* _WHAT YOU SHOULD DO_
Single out the lines of the material that contain "classes" and copy them.

--------------------------------------------------

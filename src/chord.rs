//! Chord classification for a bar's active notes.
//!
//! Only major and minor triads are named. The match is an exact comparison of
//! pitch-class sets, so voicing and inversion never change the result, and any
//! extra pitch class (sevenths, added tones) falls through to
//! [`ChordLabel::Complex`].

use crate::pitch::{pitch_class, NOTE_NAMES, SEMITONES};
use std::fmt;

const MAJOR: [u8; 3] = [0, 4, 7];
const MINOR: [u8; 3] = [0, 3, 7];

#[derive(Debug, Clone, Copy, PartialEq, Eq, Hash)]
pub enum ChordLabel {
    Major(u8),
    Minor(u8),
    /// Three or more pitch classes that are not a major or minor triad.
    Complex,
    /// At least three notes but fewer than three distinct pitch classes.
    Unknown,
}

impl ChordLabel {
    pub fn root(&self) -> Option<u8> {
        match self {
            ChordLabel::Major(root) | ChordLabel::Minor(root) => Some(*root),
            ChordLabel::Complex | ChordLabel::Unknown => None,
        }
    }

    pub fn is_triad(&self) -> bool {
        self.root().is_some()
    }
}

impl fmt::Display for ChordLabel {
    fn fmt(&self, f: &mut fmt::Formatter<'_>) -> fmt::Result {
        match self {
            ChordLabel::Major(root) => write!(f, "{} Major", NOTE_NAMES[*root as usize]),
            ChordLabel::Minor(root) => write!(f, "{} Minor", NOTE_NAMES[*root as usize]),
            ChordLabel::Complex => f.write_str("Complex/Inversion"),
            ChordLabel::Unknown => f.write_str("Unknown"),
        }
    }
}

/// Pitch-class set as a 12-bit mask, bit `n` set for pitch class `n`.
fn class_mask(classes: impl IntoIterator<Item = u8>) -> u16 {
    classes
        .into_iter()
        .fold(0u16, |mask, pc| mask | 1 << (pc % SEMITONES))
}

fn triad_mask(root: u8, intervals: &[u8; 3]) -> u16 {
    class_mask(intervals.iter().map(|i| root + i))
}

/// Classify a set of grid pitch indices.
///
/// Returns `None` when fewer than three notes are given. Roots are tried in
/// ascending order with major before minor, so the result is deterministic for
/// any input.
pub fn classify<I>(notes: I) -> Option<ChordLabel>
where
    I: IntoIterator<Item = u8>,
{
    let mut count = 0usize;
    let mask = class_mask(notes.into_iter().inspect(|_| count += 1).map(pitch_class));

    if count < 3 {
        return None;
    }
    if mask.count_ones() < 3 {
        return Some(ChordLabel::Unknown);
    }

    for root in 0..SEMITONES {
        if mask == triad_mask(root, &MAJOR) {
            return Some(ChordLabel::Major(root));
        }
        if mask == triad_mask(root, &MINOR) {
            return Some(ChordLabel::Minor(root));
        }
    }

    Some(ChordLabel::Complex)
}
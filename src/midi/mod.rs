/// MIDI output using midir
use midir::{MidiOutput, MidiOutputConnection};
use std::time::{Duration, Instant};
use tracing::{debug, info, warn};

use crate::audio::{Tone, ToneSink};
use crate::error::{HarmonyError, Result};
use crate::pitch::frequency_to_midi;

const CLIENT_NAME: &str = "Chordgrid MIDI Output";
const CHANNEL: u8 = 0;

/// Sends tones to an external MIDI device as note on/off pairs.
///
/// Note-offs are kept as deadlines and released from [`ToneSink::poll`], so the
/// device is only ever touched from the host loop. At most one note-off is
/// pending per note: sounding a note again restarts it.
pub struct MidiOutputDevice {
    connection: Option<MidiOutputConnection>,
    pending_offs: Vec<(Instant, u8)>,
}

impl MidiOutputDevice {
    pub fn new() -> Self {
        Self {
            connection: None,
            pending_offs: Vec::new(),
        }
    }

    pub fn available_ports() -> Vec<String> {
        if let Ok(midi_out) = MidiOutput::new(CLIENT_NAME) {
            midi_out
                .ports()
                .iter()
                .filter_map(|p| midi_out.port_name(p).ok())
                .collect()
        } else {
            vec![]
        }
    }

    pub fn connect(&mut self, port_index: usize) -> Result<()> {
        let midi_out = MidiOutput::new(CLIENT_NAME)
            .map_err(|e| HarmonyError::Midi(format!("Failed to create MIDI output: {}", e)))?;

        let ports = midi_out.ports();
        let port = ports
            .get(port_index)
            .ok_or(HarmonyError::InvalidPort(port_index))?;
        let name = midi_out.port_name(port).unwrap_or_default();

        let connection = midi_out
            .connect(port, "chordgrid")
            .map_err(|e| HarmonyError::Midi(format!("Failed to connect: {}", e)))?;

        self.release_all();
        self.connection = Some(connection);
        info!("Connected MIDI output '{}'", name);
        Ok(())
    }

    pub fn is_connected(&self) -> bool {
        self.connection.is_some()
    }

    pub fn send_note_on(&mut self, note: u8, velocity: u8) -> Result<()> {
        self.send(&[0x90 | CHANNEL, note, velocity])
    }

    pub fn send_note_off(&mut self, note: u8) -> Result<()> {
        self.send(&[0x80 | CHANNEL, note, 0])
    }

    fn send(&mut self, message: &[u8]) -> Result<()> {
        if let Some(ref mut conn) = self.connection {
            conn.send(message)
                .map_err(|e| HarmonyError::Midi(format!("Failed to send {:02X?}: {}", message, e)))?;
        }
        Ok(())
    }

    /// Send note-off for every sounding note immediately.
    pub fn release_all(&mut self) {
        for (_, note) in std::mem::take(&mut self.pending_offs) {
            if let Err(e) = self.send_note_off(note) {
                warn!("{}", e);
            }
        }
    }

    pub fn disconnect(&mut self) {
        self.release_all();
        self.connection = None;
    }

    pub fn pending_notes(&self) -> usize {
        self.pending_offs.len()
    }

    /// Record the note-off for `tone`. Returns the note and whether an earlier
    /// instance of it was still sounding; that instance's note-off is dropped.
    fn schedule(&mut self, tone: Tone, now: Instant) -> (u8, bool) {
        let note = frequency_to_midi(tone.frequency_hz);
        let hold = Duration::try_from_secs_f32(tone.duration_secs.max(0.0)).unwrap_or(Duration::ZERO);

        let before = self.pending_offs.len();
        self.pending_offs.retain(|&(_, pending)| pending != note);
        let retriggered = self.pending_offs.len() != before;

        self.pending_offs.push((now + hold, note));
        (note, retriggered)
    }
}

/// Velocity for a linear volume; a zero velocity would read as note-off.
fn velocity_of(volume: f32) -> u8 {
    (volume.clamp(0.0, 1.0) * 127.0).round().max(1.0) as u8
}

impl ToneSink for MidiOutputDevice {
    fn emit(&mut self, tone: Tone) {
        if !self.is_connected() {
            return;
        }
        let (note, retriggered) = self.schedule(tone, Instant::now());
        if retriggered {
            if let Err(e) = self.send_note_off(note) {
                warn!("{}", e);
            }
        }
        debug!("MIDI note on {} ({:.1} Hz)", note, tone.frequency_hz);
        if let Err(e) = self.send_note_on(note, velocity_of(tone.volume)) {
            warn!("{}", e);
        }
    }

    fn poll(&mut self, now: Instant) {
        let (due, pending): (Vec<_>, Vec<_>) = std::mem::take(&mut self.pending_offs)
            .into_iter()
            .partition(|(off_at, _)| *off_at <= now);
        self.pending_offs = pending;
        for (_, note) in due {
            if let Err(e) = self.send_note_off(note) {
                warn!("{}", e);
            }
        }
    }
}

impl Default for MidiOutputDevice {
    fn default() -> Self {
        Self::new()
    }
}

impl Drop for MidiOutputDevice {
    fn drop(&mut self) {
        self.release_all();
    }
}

--------------------------------------------------

* _TASK RESPONSE_
    /// Three or more pitch classes that are not a major or minor triad.
    /// At least three notes but fewer than three distinct pitch classes.
fn class_mask(classes: impl IntoIterator<Item = u8>) -> u16 {
    classes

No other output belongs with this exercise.